(Work item):
The required result is the number of lines below that hold the word "TraceId", stated without anything else.

(The data):
◆ ◆ ◆ ◆ ◆

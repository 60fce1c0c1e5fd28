//! Tracing middleware attaching a request-scoped trace identifier.
//!
//! Each incoming request receives a UUID `trace_id` stored in task-local
//! storage for correlation across logs and error responses.
//!
//! Tokio task-local variables are not inherited across spawned tasks. Use
//! [`TraceId::scope`] when spawning new tasks or moving work onto blocking
//! threads to ensure the active trace identifier propagates correctly.

use std::future::Future;
use std::task::{Context, Poll};

use actix_web::Error;
use actix_web::dev::{Service, ServiceRequest, ServiceResponse, Transform};
use actix_web::http::header::{HeaderName, HeaderValue};
use futures_util::future::{LocalBoxFuture, Ready, ready};
use tokio::task_local;
use tracing::error;
use uuid::Uuid;

/// Response header carrying the request's trace identifier.
pub const TRACE_ID_HEADER: &str = "trace-id";

task_local! {
    static TRACE_ID: TraceId;
}

/// Per-request trace identifier exposed via task-local storage.
#[derive(Debug, Clone, Copy, PartialEq, Eq)]
pub struct TraceId(Uuid);

impl TraceId {
    #[rustfmt::skip]
    fn generate() -> Self { Self(Uuid::new_v4()) }

    /// Returns the current trace identifier if one is in scope.
    #[rustfmt::skip]
    pub fn current() -> Option<Self> { TRACE_ID.try_with(|id| *id).ok() }

    /// Execute the provided future with the supplied trace identifier in scope.
    pub async fn scope<Fut>(trace_id: TraceId, fut: Fut) -> Fut::Output
    where
        Fut: Future,
    {
        TRACE_ID.scope(trace_id, fut).await
    }
}

impl std::fmt::Display for TraceId {
    fn fmt(&self, f: &mut std::fmt::Formatter<'_>) -> std::fmt::Result {
        write!(f, "{}", self.0)
    }
}

impl std::str::FromStr for TraceId {
    type Err = uuid::Error;

    fn from_str(s: &str) -> Result<Self, Self::Err> {
        Ok(Self(Uuid::parse_str(s)?))
    }
}

/// Tracing middleware attaching a request-scoped UUID and adding a
/// `Trace-Id` header to every response.
///
/// Handlers can read the trace ID via [`TraceId::current`].
#[derive(Clone)]
pub struct Trace;

impl<S, B> Transform<S, ServiceRequest> for Trace
where
    S: Service<ServiceRequest, Response = ServiceResponse<B>, Error = Error> + 'static,
    S::Future: 'static,
    B: 'static,
{
    type Response = ServiceResponse<B>;
    type Error = Error;
    type InitError = ();
    type Transform = TraceMiddleware<S>;
    type Future = Ready<Result<Self::Transform, Self::InitError>>;

    fn new_transform(&self, service: S) -> Self::Future {
        ready(Ok(TraceMiddleware { service }))
    }
}

/// Service wrapper produced by [`Trace`].
pub struct TraceMiddleware<S> {
    service: S,
}

impl<S, B> Service<ServiceRequest> for TraceMiddleware<S>
where
    S: Service<ServiceRequest, Response = ServiceResponse<B>, Error = Error> + 'static,
    S::Future: 'static,
    B: 'static,
{
    type Response = ServiceResponse<B>;
    type Error = Error;
    type Future = LocalBoxFuture<'static, Result<Self::Response, Self::Error>>;

    fn poll_ready(&self, cx: &mut Context<'_>) -> Poll<Result<(), Self::Error>> {
        self.service.poll_ready(cx)
    }

    fn call(&self, req: ServiceRequest) -> Self::Future {
        let trace_id = TraceId::generate();
        let header_value = trace_id.to_string();
        let fut = self.service.call(req);
        Box::pin(TraceId::scope(trace_id, async move {
            let mut res = fut.await?;
            match HeaderValue::from_str(&header_value) {
                Ok(value) => {
                    res.response_mut()
                        .headers_mut()
                        .insert(HeaderName::from_static(TRACE_ID_HEADER), value);
                }
                Err(error) => {
                    error!(
                        %error,
                        trace_id = %trace_id,
                        "failed to encode trace identifier header"
                    );
                }
            }
            Ok(res)
        }))
    }
}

◆ ◆ ◆ ◆ ◆

(Response to the task):
10